*Your instructions*. Among the records that follow, set down only the lines from the one containing "pub const DATE_FORMAT: &str" to the one containing "impl Display for ObjectId", both included, exactly.

[[ Extracted data open ]]

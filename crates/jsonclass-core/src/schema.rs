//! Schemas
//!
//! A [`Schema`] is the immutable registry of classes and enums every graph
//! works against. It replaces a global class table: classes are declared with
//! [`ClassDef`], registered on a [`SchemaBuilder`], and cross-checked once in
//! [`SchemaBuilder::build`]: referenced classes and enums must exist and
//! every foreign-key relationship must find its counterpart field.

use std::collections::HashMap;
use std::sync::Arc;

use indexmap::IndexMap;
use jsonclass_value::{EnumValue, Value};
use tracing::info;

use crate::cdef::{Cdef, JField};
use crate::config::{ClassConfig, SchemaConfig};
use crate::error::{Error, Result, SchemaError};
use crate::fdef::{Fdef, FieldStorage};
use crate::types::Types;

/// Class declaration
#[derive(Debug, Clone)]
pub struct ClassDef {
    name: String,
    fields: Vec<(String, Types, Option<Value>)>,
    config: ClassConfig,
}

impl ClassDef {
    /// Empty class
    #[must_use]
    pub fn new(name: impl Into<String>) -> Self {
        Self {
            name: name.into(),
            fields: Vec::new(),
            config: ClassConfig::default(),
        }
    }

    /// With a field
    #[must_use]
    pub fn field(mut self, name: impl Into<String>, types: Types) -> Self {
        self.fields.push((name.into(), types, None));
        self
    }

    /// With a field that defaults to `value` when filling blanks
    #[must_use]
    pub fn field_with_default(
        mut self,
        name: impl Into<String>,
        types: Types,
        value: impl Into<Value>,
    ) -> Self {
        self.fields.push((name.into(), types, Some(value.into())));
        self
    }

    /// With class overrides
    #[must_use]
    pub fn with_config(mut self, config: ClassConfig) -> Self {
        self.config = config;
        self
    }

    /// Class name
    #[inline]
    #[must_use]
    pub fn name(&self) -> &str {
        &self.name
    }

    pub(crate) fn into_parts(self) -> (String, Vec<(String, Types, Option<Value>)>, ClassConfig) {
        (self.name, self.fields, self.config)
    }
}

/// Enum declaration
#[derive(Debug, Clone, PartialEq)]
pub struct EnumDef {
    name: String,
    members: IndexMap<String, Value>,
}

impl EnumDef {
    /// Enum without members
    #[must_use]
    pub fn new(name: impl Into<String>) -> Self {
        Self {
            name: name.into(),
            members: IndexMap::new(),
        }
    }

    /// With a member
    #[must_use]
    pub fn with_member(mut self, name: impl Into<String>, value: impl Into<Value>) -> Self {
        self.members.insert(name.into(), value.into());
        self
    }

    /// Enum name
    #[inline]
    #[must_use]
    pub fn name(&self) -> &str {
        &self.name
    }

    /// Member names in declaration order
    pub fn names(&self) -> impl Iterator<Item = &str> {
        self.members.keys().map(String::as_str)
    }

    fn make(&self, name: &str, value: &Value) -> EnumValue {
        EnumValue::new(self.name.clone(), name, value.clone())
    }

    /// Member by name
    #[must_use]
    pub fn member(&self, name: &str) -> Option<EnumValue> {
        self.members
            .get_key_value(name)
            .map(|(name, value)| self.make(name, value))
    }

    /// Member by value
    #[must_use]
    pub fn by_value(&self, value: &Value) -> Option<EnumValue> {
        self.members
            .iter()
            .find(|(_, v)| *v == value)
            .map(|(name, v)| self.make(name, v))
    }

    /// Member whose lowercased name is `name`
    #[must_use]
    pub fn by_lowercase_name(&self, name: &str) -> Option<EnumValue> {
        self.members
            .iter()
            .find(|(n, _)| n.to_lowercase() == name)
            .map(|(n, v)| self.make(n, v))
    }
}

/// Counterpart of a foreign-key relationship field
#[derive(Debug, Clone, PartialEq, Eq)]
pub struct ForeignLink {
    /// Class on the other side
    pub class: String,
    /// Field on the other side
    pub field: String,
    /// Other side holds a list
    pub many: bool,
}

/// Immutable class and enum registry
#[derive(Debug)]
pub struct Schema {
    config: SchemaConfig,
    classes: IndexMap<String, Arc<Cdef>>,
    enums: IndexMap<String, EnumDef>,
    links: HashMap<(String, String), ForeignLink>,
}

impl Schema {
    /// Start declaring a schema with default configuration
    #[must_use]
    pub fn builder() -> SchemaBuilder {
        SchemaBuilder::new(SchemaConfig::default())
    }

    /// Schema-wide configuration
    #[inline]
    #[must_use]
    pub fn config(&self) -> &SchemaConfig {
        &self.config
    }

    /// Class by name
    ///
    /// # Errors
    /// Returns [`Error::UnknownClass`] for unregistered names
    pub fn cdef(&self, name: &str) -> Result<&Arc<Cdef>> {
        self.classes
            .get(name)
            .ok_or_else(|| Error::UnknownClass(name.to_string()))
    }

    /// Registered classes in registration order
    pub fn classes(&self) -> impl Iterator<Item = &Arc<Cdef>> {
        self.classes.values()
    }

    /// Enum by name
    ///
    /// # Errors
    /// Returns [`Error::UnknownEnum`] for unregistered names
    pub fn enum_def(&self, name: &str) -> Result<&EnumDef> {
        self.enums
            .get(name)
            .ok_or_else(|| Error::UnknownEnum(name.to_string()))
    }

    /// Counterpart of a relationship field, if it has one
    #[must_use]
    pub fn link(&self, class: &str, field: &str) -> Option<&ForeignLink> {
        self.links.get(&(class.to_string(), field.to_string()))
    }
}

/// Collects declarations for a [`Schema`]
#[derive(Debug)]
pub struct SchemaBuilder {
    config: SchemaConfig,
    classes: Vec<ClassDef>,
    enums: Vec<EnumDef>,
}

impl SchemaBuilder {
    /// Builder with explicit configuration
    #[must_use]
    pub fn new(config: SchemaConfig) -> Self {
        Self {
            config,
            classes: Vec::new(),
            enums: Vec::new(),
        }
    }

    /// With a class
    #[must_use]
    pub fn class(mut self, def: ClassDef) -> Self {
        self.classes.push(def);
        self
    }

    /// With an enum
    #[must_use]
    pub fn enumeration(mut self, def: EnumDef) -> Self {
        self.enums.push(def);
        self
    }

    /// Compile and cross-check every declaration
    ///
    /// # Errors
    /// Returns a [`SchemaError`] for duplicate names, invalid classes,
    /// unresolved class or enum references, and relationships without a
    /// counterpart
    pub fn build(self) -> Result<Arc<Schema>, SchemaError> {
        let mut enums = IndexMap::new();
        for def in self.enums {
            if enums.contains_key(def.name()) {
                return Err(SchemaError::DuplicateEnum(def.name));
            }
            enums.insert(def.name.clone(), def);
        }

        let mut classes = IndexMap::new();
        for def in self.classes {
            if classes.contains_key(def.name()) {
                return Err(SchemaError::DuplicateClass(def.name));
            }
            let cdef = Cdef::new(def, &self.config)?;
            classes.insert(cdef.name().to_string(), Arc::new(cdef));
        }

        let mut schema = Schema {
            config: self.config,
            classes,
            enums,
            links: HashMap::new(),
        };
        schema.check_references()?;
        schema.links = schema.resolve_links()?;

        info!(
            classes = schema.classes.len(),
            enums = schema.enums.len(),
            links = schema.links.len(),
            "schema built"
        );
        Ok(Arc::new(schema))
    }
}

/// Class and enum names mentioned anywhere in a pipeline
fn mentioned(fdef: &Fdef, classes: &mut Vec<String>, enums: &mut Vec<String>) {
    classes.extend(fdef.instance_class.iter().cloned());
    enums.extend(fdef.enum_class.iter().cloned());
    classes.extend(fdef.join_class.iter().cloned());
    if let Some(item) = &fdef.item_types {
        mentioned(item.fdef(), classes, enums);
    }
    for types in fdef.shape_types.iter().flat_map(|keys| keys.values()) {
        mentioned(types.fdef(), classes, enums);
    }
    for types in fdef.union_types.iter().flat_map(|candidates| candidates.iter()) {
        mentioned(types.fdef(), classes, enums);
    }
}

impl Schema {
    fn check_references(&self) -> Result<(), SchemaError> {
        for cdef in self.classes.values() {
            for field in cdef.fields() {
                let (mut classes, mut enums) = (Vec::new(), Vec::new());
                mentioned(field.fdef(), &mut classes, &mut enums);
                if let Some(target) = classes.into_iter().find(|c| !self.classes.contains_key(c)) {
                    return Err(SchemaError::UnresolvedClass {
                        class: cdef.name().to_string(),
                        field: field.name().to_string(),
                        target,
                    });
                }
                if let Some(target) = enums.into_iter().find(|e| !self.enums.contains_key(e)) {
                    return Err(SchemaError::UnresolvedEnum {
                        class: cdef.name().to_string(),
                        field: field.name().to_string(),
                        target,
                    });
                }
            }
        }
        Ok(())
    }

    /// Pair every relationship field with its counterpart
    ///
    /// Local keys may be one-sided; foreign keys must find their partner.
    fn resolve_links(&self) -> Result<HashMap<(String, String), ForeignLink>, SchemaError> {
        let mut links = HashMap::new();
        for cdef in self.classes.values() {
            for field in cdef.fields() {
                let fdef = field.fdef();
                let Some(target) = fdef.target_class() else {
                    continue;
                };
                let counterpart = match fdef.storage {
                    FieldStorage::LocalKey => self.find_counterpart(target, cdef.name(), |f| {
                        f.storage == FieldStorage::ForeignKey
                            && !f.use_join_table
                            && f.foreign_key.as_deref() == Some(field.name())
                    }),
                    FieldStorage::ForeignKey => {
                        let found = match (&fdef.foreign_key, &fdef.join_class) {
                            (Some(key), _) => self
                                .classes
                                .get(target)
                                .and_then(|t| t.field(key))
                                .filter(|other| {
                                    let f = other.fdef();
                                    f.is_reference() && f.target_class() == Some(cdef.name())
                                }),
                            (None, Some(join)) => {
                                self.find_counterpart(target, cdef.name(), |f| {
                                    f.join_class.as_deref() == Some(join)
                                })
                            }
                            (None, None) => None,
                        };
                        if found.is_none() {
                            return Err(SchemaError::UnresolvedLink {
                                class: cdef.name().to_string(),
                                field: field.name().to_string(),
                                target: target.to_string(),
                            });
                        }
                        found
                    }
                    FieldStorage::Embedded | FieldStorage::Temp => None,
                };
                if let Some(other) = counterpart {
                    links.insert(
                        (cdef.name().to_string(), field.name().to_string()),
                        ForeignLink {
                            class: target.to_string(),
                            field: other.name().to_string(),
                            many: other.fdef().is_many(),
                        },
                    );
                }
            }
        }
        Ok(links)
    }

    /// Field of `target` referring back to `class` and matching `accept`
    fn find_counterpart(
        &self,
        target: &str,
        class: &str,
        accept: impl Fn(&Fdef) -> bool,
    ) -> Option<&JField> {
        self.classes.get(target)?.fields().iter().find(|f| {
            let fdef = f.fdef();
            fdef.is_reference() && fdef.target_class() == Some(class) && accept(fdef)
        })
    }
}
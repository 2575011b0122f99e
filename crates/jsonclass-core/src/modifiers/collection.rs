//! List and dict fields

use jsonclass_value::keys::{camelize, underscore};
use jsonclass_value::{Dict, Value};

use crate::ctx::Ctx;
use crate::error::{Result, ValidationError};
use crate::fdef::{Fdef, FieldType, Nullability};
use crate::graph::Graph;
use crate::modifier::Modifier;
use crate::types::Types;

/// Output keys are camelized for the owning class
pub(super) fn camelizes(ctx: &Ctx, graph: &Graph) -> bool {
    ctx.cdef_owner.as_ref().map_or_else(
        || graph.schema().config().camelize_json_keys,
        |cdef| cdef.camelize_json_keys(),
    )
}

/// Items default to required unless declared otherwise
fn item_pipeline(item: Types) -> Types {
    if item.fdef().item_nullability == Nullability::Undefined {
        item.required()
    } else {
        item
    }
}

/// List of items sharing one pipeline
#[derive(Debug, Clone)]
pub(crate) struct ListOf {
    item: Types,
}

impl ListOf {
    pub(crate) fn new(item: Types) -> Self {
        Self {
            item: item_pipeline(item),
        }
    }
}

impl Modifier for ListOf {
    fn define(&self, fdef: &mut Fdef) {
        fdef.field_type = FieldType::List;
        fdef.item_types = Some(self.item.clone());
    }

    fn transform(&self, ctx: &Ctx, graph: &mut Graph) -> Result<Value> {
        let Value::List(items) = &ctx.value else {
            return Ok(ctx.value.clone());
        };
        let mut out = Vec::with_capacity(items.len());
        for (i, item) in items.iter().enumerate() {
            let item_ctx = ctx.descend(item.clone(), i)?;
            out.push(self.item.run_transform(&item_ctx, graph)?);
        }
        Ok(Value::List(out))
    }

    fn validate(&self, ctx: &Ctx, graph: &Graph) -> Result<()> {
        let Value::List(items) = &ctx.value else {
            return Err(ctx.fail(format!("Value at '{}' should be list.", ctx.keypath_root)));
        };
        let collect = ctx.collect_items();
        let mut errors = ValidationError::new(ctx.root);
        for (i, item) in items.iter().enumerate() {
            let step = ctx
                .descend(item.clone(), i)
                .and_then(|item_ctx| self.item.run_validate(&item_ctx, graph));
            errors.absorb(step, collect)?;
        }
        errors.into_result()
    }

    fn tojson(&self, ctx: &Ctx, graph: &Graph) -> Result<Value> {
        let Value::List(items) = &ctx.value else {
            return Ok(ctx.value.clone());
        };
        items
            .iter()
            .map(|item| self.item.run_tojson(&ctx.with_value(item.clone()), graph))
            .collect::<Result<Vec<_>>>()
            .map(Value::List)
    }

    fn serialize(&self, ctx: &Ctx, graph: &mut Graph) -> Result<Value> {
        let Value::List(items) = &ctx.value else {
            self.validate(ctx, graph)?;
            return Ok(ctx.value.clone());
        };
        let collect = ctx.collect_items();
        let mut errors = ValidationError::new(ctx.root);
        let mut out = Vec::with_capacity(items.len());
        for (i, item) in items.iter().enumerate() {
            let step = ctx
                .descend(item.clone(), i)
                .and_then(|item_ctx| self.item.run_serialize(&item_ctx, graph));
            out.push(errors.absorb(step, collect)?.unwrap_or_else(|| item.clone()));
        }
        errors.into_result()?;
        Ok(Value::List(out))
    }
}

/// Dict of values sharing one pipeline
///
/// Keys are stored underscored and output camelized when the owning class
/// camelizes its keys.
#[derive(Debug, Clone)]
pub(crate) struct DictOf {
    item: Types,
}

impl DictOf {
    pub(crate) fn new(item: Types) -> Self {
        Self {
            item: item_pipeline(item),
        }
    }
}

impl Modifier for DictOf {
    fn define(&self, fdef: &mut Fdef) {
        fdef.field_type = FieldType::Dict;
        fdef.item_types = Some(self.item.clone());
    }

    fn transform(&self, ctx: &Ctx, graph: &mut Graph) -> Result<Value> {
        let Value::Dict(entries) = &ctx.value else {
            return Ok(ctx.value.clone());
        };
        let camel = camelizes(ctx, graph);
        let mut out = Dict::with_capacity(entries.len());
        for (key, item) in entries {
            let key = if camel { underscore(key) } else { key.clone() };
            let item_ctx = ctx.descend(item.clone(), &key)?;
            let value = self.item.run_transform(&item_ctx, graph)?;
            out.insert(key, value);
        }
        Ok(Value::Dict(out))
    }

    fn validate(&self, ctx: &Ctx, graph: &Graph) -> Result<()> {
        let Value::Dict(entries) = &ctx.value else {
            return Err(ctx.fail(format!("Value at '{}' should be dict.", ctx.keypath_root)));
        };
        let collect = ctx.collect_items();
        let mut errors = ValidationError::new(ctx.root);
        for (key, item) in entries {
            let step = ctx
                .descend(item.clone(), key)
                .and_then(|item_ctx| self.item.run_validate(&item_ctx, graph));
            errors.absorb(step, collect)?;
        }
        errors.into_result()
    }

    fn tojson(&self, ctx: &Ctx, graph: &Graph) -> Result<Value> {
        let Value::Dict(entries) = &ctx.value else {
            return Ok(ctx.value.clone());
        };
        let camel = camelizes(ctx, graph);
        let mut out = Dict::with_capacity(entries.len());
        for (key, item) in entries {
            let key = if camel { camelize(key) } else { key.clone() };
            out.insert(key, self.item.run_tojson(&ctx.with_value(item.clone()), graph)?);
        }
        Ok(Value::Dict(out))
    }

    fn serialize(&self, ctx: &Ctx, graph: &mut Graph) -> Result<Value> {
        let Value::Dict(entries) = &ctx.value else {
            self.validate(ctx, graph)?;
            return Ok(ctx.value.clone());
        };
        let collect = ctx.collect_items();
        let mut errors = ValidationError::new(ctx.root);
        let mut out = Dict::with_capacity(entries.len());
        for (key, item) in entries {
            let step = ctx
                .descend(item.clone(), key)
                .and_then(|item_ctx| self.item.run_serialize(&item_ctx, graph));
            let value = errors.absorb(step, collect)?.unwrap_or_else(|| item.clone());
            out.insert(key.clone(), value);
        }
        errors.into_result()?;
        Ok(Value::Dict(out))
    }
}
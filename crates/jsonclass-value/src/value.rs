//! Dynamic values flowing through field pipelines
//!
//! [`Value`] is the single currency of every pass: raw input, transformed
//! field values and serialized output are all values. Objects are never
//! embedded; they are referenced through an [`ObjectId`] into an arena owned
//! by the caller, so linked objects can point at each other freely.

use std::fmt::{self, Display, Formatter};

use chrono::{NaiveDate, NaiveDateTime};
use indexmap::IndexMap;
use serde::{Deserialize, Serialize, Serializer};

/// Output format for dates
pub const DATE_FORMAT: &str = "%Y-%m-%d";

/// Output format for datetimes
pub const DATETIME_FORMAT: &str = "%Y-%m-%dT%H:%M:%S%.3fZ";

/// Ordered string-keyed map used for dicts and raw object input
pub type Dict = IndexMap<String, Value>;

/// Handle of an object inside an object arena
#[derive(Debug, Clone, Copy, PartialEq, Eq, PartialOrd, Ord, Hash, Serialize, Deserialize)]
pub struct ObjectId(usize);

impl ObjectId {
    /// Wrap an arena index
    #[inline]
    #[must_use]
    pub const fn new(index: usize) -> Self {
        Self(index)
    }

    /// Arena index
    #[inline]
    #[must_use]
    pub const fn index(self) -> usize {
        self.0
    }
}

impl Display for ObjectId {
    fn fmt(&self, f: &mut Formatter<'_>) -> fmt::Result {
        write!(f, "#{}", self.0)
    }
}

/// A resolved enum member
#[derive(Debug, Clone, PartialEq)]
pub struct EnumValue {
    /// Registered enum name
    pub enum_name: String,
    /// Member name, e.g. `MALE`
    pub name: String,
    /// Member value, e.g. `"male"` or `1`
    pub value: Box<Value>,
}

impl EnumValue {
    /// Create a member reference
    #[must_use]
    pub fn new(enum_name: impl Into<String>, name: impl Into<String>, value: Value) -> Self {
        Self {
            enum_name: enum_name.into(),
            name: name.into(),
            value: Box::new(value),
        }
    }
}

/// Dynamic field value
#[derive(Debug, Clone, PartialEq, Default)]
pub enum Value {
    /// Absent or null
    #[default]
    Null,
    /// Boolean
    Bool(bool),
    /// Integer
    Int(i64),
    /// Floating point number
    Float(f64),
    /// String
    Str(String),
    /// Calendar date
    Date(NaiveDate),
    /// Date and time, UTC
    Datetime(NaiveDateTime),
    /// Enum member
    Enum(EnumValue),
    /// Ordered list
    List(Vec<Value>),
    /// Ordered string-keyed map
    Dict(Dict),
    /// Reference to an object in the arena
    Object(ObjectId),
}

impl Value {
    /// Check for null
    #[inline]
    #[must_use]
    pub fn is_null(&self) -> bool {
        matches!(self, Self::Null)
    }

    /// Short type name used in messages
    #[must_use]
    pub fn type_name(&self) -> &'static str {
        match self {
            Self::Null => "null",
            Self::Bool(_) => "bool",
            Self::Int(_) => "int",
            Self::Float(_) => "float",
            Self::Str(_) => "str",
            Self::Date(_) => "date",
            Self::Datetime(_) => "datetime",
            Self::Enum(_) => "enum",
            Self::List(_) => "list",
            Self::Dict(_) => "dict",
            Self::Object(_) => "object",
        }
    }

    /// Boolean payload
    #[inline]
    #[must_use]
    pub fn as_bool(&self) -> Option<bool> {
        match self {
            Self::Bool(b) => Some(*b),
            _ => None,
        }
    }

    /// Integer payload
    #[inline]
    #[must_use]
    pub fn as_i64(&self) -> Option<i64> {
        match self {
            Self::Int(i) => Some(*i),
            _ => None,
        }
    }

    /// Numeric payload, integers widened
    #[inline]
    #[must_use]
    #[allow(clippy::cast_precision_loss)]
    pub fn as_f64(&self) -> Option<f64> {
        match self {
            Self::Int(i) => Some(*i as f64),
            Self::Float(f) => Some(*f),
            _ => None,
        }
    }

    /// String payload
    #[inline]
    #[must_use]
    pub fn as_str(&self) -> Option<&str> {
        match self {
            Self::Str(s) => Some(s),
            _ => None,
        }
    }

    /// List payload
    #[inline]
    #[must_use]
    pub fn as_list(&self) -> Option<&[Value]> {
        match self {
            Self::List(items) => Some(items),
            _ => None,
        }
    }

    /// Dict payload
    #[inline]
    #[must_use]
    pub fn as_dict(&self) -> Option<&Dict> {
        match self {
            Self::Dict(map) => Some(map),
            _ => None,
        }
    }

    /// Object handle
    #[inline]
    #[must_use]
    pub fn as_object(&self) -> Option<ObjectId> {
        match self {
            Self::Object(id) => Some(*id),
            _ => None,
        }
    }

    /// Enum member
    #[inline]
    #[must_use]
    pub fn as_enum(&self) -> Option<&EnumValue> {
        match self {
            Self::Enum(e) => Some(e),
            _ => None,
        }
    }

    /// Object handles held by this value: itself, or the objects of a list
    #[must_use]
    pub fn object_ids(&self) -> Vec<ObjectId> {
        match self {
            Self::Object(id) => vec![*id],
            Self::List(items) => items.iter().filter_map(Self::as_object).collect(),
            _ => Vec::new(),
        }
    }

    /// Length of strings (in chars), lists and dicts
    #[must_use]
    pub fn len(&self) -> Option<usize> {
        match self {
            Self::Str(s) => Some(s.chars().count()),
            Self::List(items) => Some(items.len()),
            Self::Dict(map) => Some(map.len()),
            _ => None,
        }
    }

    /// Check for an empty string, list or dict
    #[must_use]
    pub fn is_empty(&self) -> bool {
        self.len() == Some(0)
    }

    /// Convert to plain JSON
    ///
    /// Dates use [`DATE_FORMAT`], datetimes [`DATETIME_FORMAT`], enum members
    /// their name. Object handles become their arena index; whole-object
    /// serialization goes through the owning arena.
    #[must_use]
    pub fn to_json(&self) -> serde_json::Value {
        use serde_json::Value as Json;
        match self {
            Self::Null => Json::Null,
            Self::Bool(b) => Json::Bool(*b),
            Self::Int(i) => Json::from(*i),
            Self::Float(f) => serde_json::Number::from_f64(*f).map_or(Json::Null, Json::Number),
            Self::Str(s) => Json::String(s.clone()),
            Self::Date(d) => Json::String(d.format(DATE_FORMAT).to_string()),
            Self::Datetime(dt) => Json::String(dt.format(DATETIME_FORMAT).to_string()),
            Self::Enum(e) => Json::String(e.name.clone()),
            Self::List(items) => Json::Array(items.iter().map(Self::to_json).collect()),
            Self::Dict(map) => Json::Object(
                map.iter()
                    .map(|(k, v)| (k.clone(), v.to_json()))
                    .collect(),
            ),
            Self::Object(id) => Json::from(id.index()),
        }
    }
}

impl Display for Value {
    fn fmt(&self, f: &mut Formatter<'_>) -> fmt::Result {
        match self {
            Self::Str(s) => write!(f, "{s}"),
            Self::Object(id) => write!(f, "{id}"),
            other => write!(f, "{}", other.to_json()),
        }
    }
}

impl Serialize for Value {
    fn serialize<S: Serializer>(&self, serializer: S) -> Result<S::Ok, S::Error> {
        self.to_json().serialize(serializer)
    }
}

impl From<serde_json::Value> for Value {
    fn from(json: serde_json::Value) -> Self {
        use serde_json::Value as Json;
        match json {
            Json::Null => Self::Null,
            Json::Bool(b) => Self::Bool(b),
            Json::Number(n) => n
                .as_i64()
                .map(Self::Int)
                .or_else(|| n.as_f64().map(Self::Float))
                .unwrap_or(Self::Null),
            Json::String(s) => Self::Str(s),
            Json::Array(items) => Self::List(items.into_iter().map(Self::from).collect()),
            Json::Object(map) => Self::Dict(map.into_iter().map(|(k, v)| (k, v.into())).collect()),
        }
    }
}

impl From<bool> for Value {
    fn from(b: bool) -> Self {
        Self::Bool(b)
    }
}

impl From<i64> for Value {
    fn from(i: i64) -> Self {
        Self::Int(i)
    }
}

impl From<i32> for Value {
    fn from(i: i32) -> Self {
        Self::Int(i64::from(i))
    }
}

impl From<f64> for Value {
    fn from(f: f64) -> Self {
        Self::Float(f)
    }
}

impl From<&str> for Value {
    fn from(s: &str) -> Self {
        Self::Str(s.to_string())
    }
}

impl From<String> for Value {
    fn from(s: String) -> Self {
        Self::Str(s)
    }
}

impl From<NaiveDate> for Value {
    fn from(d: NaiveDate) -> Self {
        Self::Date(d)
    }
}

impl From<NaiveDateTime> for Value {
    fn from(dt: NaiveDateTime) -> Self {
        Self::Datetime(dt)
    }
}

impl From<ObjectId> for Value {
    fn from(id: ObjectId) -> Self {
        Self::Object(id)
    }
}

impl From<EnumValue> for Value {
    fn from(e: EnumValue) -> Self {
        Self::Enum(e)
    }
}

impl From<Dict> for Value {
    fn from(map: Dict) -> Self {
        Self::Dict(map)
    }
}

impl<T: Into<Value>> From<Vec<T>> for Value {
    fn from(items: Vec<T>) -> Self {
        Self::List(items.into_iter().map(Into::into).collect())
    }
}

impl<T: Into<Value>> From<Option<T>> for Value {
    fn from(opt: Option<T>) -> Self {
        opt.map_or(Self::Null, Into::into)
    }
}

[[ Extracted data closed ]]

*Problem solution*.
pub const DATE_FORMAT: &str = "%Y-%m-%d";

/// Output format for datetimes
pub const DATETIME_FORMAT: &str = "%Y-%m-%dT%H:%M:%S%.3fZ";

/// Ordered string-keyed map used for dicts and raw object input
pub type Dict = IndexMap<String, Value>;

/// Handle of an object inside an object arena
#[derive(Debug, Clone, Copy, PartialEq, Eq, PartialOrd, Ord, Hash, Serialize, Deserialize)]
pub struct ObjectId(usize);

impl ObjectId {
    /// Wrap an arena index
    #[inline]
    #[must_use]
    pub const fn new(index: usize) -> Self {
        Self(index)
    }

    /// Arena index
    #[inline]
    #[must_use]
    pub const fn index(self) -> usize {
        self.0
    }
}

impl Display for ObjectId {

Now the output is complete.